Paradoxal, le bestiaire l’est à plus d’un titre. De même qu’il se plaît à infirmer les stéréotypes, le monde poétique va faire mentir la réputation de plusieurs animaux. Le lion, effrayé, « s’efface » devant l’antilope, laquelle avance sereinement vers le tigre1221. Toute agressivité aurait-elle disparu chez les bêtes sauvages ? De fait, l’harmonie règne entre l’homme et le loup.
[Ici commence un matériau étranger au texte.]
//! Aggregation stage: bin, group, grid-complete, normalize.

use crate::domain::{ClassSummary, CleanRecord, FleetSummary, WeightClass, YearClassAggregate};
use std::collections::BTreeMap;

/// Group cleaned records into the (model_year, weight_class) grid.
///
/// Every model year present in the input gets a row for all nine classes,
/// zero-filled where no vehicle fell in the bin, so stacked-area renderers
/// never see a gap. Shares are counts over the year total, 0 for an empty
/// year. Output is sorted by (model_year, bin index).
pub fn aggregate(records: &[CleanRecord]) -> Vec<YearClassAggregate> {
    // BTreeMap keeps years sorted; the per-year array keeps bin order.
    let mut counts: BTreeMap<i32, [u64; 9]> = BTreeMap::new();

    for record in records {
        let Some(class) = WeightClass::classify(record.unladen_weight) else {
            continue;
        };
        counts.entry(record.model_year).or_insert([0u64; 9])[class.bin_index()] += 1;
    }

    let mut out = Vec::with_capacity(counts.len() * 9);
    for (model_year, by_class) in &counts {
        let year_total: u64 = by_class.iter().sum();
        for class in WeightClass::ALL {
            let vehicle_count = by_class[class.bin_index()];
            let share = if year_total > 0 {
                vehicle_count as f64 / year_total as f64
            } else {
                0.0
            };
            out.push(YearClassAggregate {
                model_year: *model_year,
                weight_class: class,
                vehicle_count,
                year_total,
                share,
            });
        }
    }
    out
}

/// Reshape the aggregate into the summary table: per-class totals across
/// all model years plus a grand total.
pub fn summarize(aggregates: &[YearClassAggregate]) -> FleetSummary {
    let mut totals = [0u64; 9];
    for row in aggregates {
        totals[row.weight_class.bin_index()] += row.vehicle_count;
    }
    let grand_total: u64 = totals.iter().sum();

    let classes = WeightClass::ALL
        .iter()
        .map(|&class| ClassSummary {
            weight_class: class,
            vehicle_count: totals[class.bin_index()],
            share: if grand_total > 0 {
                totals[class.bin_index()] as f64 / grand_total as f64
            } else {
                0.0
            },
        })
        .collect();

    FleetSummary {
        classes,
        grand_total,
    }
}
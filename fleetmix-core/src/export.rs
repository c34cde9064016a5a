//! Artifact writers for the rendering collaborators.
//!
//! The chart renderer takes the JSON payload (rows plus the taxonomy with
//! display colors); the table renderer takes the summary CSV. Both are
//! presentation-side consumers — nothing here styles anything.

use crate::data::provider::DataError;
use crate::domain::{FleetSummary, YearClassAggregate, WEIGHT_CLASS_TABLE};
use serde::Serialize;
use std::path::Path;

/// Write the full (year, class) grid as CSV.
pub fn write_aggregate_csv(
    path: &Path,
    aggregates: &[YearClassAggregate],
) -> Result<(), DataError> {
    let mut writer = csv::Writer::from_path(path)
        .map_err(|e| DataError::ExportError(format!("{}: {e}", path.display())))?;

    writer
        .write_record([
            "model_year",
            "weight_class",
            "vehicle_count",
            "year_total",
            "share",
        ])
        .map_err(|e| DataError::ExportError(e.to_string()))?;

    for row in aggregates {
        writer
            .write_record([
                row.model_year.to_string(),
                row.weight_class.label().to_string(),
                row.vehicle_count.to_string(),
                row.year_total.to_string(),
                format!("{:.6}", row.share),
            ])
            .map_err(|e| DataError::ExportError(e.to_string()))?;
    }

    writer
        .flush()
        .map_err(|e| DataError::ExportError(e.to_string()))
}

/// Write the per-class summary table as CSV, grand-total row last.
pub fn write_summary_csv(path: &Path, summary: &FleetSummary) -> Result<(), DataError> {
    let mut writer = csv::Writer::from_path(path)
        .map_err(|e| DataError::ExportError(format!("{}: {e}", path.display())))?;

    writer
        .write_record(["weight_class", "vehicle_count", "share"])
        .map_err(|e| DataError::ExportError(e.to_string()))?;

    for class in &summary.classes {
        writer
            .write_record([
                class.weight_class.label().to_string(),
                class.vehicle_count.to_string(),
                format!("{:.6}", class.share),
            ])
            .map_err(|e| DataError::ExportError(e.to_string()))?;
    }
    writer
        .write_record([
            "total".to_string(),
            summary.grand_total.to_string(),
            format!("{:.6}", if summary.grand_total > 0 { 1.0 } else { 0.0 }),
        ])
        .map_err(|e| DataError::ExportError(e.to_string()))?;

    writer
        .flush()
        .map_err(|e| DataError::ExportError(e.to_string()))
}

#[derive(Serialize)]
struct ChartClass {
    label: &'static str,
    lower_bound: f64,
    upper_bound: Option<f64>,
    display_color: &'static str,
}

#[derive(Serialize)]
struct ChartPayload<'a> {
    /// Taxonomy in stacking order, colors included.
    classes: Vec<ChartClass>,
    rows: &'a [YearClassAggregate],
    complete: bool,
}

/// Write the chart payload: taxonomy (with colors, in stacking order) plus
/// the aggregate rows. `complete` carries the fetch-completeness flag so a
/// renderer can label a truncated chart.
pub fn write_chart_json(
    path: &Path,
    aggregates: &[YearClassAggregate],
    complete: bool,
) -> Result<(), DataError> {
    let payload = ChartPayload {
        classes: WEIGHT_CLASS_TABLE
            .iter()
            .map(|spec| ChartClass {
                label: spec.label,
                lower_bound: spec.lower_bound,
                upper_bound: spec.upper_bound,
                display_color: spec.display_color,
            })
            .collect(),
        rows: aggregates,
        complete,
    };

    let json = serde_json::to_string_pretty(&payload)
        .map_err(|e| DataError::ExportError(e.to_string()))?;
    std::fs::write(path, json)
        .map_err(|e| DataError::ExportError(format!("{}: {e}", path.display())))
}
Celui-ci, que l’on voit dans les contes répandre la terreur, adopte ici un comportement de chien fidèle :

De grands loups familiers attendent à la porte1222.

Il n’empêche que le paradoxe conjonctif va ici encore exprimer la dualité, voire la duplicité, puisque les animaux savent eux aussi cacher leur véritable nature derrière des faux-semblants1223.

Du reste, entre l’homme et l’animal vont se répéter les incompréhensions relevées plus haut entre les humains. Le poids de la subjectivité s’avère ici encore déterminant. Tout comme la « ‘folle toute nue’ » qui se croit d’une blancheur d’albâtre alors qu’elle est « ‘noire à faire peur’ »1224 — et qui se montre en cela littéralement prisonnière de sa subjectivité —, l’homme et l’oiseau1225 donnent un bel exemple des ravages causés par l’enfermement dans son seul point de vue. Ont-ils tous deux leur part de responsabilité dans ce dialogue de sourds ? Sinon, lequel des deux refuse, comme la « folle », de se soumettre au principe de réalité ? Le lecteur est tenté de conclure à l’entière responsabilité de l’homme qui, pour finir, n’hésite pas à tuer son interlocuteur. Mais l’essentiel n’est pas là. On remarquera surtout que ce texte propose une forme rare de paradoxes conjonctifs : il s’agit de séquences dialoguées consistant chacune en un échange de répliques. Les tensions produites expriment donc l’écart irréductible entre les points de vue et l’impossibilité de trouver un terrain d’entente :

« Oiseau, que cherchez-vous, voletant sur mes livres,
Tout vous est étranger dans mon étroite chambre.
— J’ignore votre chambre et je suis loin de vous,
Je n’ai jamais quitté mes bois, je suis sur l’arbre
Où j’ai caché mon nid [...].
— Mais je vois de tout près vos pattes, votre bec.

Manifestement, la communication ne s’accommode pas de la proximité. L’autre, animal ou humain, n’est tolérable que dans la mesure où il n’empiète pas sur notre espace intime — et pourtant nous rêvons d’une présence attentive et confiante. Ici le paradoxe ne va pas sans douleur.

Notes
1221.

« L’Antilope », Les Amis inconnus, p. 334.

1222.

« Compagnons du silence, il est temps de partir... », 1939-1945, p. 441.

1223.

Cf. : « Ô bestiaire malfaisant

Et qui s’accroît chemin faisant,

Bestiaire fait de bonnes bêtes

Qui nous paraissaient familières »

(« Quand le cerveau gît dans sa grotte... », Le Corps tragique, p. 594).

1224.

« Attente », Oublieuse mémoire, p. 531.

1225.

« L’Oiseau », Les Amis inconnus, p. 300-301.